• [Brief]: Reproduce the listing verbatim through the line with "if start_index == self.first_free?".

• [Records for the task]:
━━━━

#![no_std]

extern crate alloc;

use alloc::vec::Vec;
use x86_64::PhysAddr;
use x86_64::structures::paging::frame::PhysFrameRangeInclusive;
use x86_64::structures::paging::{PageSize, PhysFrame, Size1GiB, Size2MiB, Size4KiB};

#[derive(Debug, Copy, Clone, Eq, PartialEq)]
pub enum FrameState {
    Unusable,
    Allocated,
    Free,
}

impl FrameState {
    #[must_use]
    pub fn is_usable(self) -> bool {
        !matches!(self, Self::Unusable)
    }
}

/// A physical memory manager that keeps track of the state of each frame in the
/// system.
pub struct PhysicalMemoryManager {
    frames: Vec<FrameState>,
    first_free: Option<usize>,
}

impl PhysicalMemoryManager {
    #[must_use]
    pub fn new(frames: Vec<FrameState>) -> Self {
        let first_free = frames.iter().position(|&state| state == FrameState::Free);
        Self { frames, first_free }
    }

    fn allocate_frames_impl<S: PageSize>(
        &mut self,
        n: usize,
    ) -> Option<PhysFrameRangeInclusive<S>> {
        // search for the first frame index that aligns with the page size, starting
        // at `first_free`
        let (start_index, small_frames_per_frame) = {
            let index_align = (S::SIZE / Size4KiB::SIZE) as usize;

            let first_free = self.first_free?;
            // align_up first_free to index_align
            let start_index = first_free + (index_align - first_free % index_align) % index_align;

            (start_index, index_align)
        };

        let small_frame_count = n * small_frames_per_frame;
        let first_frame_index = self
            .frames
            .chunks_exact(small_frame_count)
            .skip(start_index / small_frames_per_frame)
            .position(|window| window.iter().all(|&state| state == FrameState::Free))?
            * small_frame_count
            + start_index;
        let last_small_frame_index = first_frame_index + small_frame_count - 1;

        // mark the frames as allocated
        self.frames[first_frame_index..=last_small_frame_index].fill(FrameState::Allocated);

        if start_index == self.first_free? {
            // we started at the first free frame, so we need to find the next free frame,
            // otherwise we may have skipped frames due to alignment, and we can keep the
            // last `first_free`
            self.first_free = self
                .frames
                .iter()
                .skip(last_small_frame_index)
                .position(|&state| state == FrameState::Free);
        }

        // align_down last_small_frame_index to small_frames_per_frame
        let last_frame_index =
            last_small_frame_index / small_frames_per_frame * small_frames_per_frame;

        Some(PhysFrameRangeInclusive {
            start: self
                .index_to_frame(first_frame_index)
                .expect("start index should be aligned and within bounds"),
            end: self
                .index_to_frame(last_frame_index)
                .expect("end index should be aligned and within bounds"),
        })
    }

    /// Converts a 4KiB frame index to a physical frame, if that frame index
    /// aligns with the page size [`S`] and the index is within the bounds of
    /// the frame list.
    ///
    /// For example, if [`S`] is [`Size4KiB`], the frame index must be a multiple
    /// of 1, if [`S`] is [`Size2MiB`], the frame index must be a multiple of 512
    /// and so on.
    ///
    /// Calling this function with an index of 2 (address 0x2000) and [`S`] being
    /// [`Size2MiB`] will return [`None`], since frame index 2 is not 2MiB aligned.
    fn index_to_frame<S: PageSize>(&self, index: usize) -> Option<PhysFrame<S>> {
        if index >= self.frames.len() {
            return None;
        }

        let addr = index as u64 * Size4KiB::SIZE;
        // address must be aligned to [`S`]'s page size
        if addr % S::SIZE == 0 {
            Some(PhysFrame::containing_address(PhysAddr::new(addr)))
        } else {
            None
        }
    }

    fn frame_to_index<S: PageSize>(&self, frame: PhysFrame<S>) -> Option<usize> {
        let addr = frame.start_address().as_u64();
        let index = (addr / Size4KiB::SIZE) as usize;
        if index < self.frames.len() {
            Some(index)
        } else {
            None
        }
    }
}

pub trait PhysicalFrameAllocator<S: PageSize> {
    fn allocate_frame(&mut self) -> Option<PhysFrame<S>> {
        self.allocate_frames(1).map(|range| range.start)
    }

    fn allocate_frames(&mut self, n: usize) -> Option<PhysFrameRangeInclusive<S>>;

    fn deallocate_frame(&mut self, frame: PhysFrame<S>) -> Option<PhysFrame<S>>;

    fn deallocate_frames(
        &mut self,
        range: PhysFrameRangeInclusive<S>,
    ) -> Option<PhysFrameRangeInclusive<S>> {
        let mut res: Option<PhysFrameRangeInclusive<S>> = None;
        for frame in range {
            let frame = self.deallocate_frame(frame)?;
            let start = if let Some(r) = res { r.start } else { frame };
            res = Some(PhysFrameRangeInclusive { start, end: frame });
        }
        res
    }
}

impl PhysicalFrameAllocator<Size4KiB> for PhysicalMemoryManager {
    fn allocate_frames(&mut self, n: usize) -> Option<PhysFrameRangeInclusive<Size4KiB>> {
        self.allocate_frames_impl(n)
    }

    fn deallocate_frame(&mut self, frame: PhysFrame<Size4KiB>) -> Option<PhysFrame<Size4KiB>> {
        let index = self.frame_to_index(frame)?;
        if self.frames[index] == FrameState::Allocated {
            self.frames[index] = FrameState::Free;
            if self.first_free.is_some_and(|v| index < v) || self.first_free.is_none() {
                self.first_free = Some(index);
            }
            Some(frame)
        } else {
            None
        }
    }
}

impl PhysicalFrameAllocator<Size2MiB> for PhysicalMemoryManager {
    fn allocate_frames(&mut self, n: usize) -> Option<PhysFrameRangeInclusive<Size2MiB>> {
        self.allocate_frames_impl(n)
    }

    fn deallocate_frame(&mut self, frame: PhysFrame<Size2MiB>) -> Option<PhysFrame<Size2MiB>> {
        for i in 0..(Size2MiB::SIZE / Size4KiB::SIZE) as usize {
            let frame = PhysFrame::<Size4KiB>::containing_address(
                frame.start_address() + (i as u64 * Size4KiB::SIZE),
            );
            self.deallocate_frame(frame)?;
        }

        Some(frame)
    }
}

impl PhysicalFrameAllocator<Size1GiB> for PhysicalMemoryManager {
    fn allocate_frames(&mut self, n: usize) -> Option<PhysFrameRangeInclusive<Size1GiB>> {
        self.allocate_frames_impl(n)
    }

    fn deallocate_frame(&mut self, frame: PhysFrame<Size1GiB>) -> Option<PhysFrame<Size1GiB>> {
        for i in 0..(Size1GiB::SIZE / Size2MiB::SIZE) as usize {
            let frame = PhysFrame::<Size2MiB>::containing_address(
                frame.start_address() + (i as u64 * Size2MiB::SIZE),
            );
            self.deallocate_frame(frame)?;
        }

        Some(frame)
    }
}

#[cfg(test)]
mod tests {
    use super::*;
    use alloc::vec;

    #[test]
    fn test_new() {
        let states = vec![
            FrameState::Free,
            FrameState::Allocated,
            FrameState::Unusable,
            FrameState::Free,
        ];
        let pmm = PhysicalMemoryManager::new(states.clone());
        assert_eq!(4, pmm.frames.len());
        assert_eq!(&states[..], &pmm.frames[..]);
    }

    #[test]
    fn test_new_trailing_unusable() {
        let states = vec![FrameState::Unusable, FrameState::Free, FrameState::Unusable];
        let pmm = PhysicalMemoryManager::new(states.clone());
        assert_eq!(3, pmm.frames.len());
        assert_eq!(&states[..], &pmm.frames[..]);
    }

    #[test]
    fn test_new_no_frames() {
        let states = vec![];
        let pmm = PhysicalMemoryManager::new(states.clone());
        assert!(pmm.frames.is_empty());
    }

    #[test]
    fn test_allocate_deallocate_4kib() {
        let mut pmm = PhysicalMemoryManager::new(vec![FrameState::Free; 4]);
        assert_eq!(4, pmm.frames.len());
        let frame1: PhysFrame<Size4KiB> = pmm.allocate_frame().unwrap();
        let frame2: PhysFrame<Size4KiB> = pmm.allocate_frame().unwrap();
        let frame3: PhysFrame<Size4KiB> = pmm.allocate_frame().unwrap();
        let frame4: PhysFrame<Size4KiB> = pmm.allocate_frame().unwrap();
        assert_eq!(Option::<PhysFrame<Size4KiB>>::None, pmm.allocate_frame());

        assert_eq!(Some(frame2), pmm.deallocate_frame(frame2));
        assert_eq!(None, pmm.deallocate_frame(frame2));

        assert_eq!(Some(frame4), pmm.deallocate_frame(frame4));
        assert_eq!(Some(frame2), pmm.allocate_frame());

        assert_eq!(Some(frame1), pmm.deallocate_frame(frame1));
        assert_eq!(Some(frame3), pmm.deallocate_frame(frame3));

        assert_eq!(Some(frame2), pmm.deallocate_frame(frame2));
        assert_eq!(4, pmm.frames.len());
    }

    #[test]
    fn test_allocate_deallocate_2mib() {
        let mut pmm = PhysicalMemoryManager::new(vec![FrameState::Free; 1024]); // 4MiB
        let small_frame1: PhysFrame<Size4KiB> = pmm.allocate_frame().unwrap(); // force alignment

        let frame1: PhysFrame<Size2MiB> = pmm.allocate_frame().unwrap();
        assert_eq!(512 * 4096, frame1.start_address().as_u64());

        assert_eq!(Option::<PhysFrame<Size2MiB>>::None, pmm.allocate_frame());
        let small_frame2: PhysFrame<Size4KiB> = pmm.allocate_frame().unwrap();

        assert_eq!(Some(small_frame1), pmm.deallocate_frame(small_frame1));
        assert_eq!(Some(frame1), pmm.deallocate_frame(frame1));
        assert_eq!(Some(small_frame2), pmm.deallocate_frame(small_frame2));
    }

    #[cfg(not(miri))] // this just takes too long
    #[test]
    fn test_allocate_deallocate_1gib() {
        let mut pmm = PhysicalMemoryManager::new(vec![FrameState::Free; 512 * 512 * 2]); // 2GiB
        let small_frame1: PhysFrame<Size4KiB> = pmm.allocate_frame().unwrap(); // force alignment

        let frame1: PhysFrame<Size1GiB> = pmm.allocate_frame().unwrap();
        assert_eq!(1024 * 1024 * 1024, frame1.start_address().as_u64());

        assert_eq!(Option::<PhysFrame<Size1GiB>>::None, pmm.allocate_frame());
        let small_frame2: PhysFrame<Size4KiB> = pmm.allocate_frame().unwrap();

        assert_eq!(Some(small_frame1), pmm.deallocate_frame(small_frame1));
        assert_eq!(Some(frame1), pmm.deallocate_frame(frame1));
        assert_eq!(Some(small_frame2), pmm.deallocate_frame(small_frame2));
    }
}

━━━━

• [Worked solution]:
#![no_std]

extern crate alloc;

use alloc::vec::Vec;
use x86_64::PhysAddr;
use x86_64::structures::paging::frame::PhysFrameRangeInclusive;
use x86_64::structures::paging::{PageSize, PhysFrame, Size1GiB, Size2MiB, Size4KiB};

#[derive(Debug, Copy, Clone, Eq, PartialEq)]
pub enum FrameState {
    Unusable,
    Allocated,
    Free,
}

impl FrameState {
    #[must_use]
    pub fn is_usable(self) -> bool {
        !matches!(self, Self::Unusable)
    }
}

/// A physical memory manager that keeps track of the state of each frame in the
/// system.
pub struct PhysicalMemoryManager {
    frames: Vec<FrameState>,
    first_free: Option<usize>,
}

impl PhysicalMemoryManager {
    #[must_use]
    pub fn new(frames: Vec<FrameState>) -> Self {
        let first_free = frames.iter().position(|&state| state == FrameState::Free);
        Self { frames, first_free }
    }

    fn allocate_frames_impl<S: PageSize>(
        &mut self,
        n: usize,
    ) -> Option<PhysFrameRangeInclusive<S>> {
        // search for the first frame index that aligns with the page size, starting
        // at `first_free`
        let (start_index, small_frames_per_frame) = {
            let index_align = (S::SIZE / Size4KiB::SIZE) as usize;

            let first_free = self.first_free?;
            // align_up first_free to index_align
            let start_index = first_free + (index_align - first_free % index_align) % index_align;

            (start_index, index_align)
        };

        let small_frame_count = n * small_frames_per_frame;
        let first_frame_index = self
            .frames
            .chunks_exact(small_frame_count)
            .skip(start_index / small_frames_per_frame)
            .position(|window| window.iter().all(|&state| state == FrameState::Free))?
            * small_frame_count
            + start_index;
        let last_small_frame_index = first_frame_index + small_frame_count - 1;

        // mark the frames as allocated
        self.frames[first_frame_index..=last_small_frame_index].fill(FrameState::Allocated);

        if start_index == self.first_free? {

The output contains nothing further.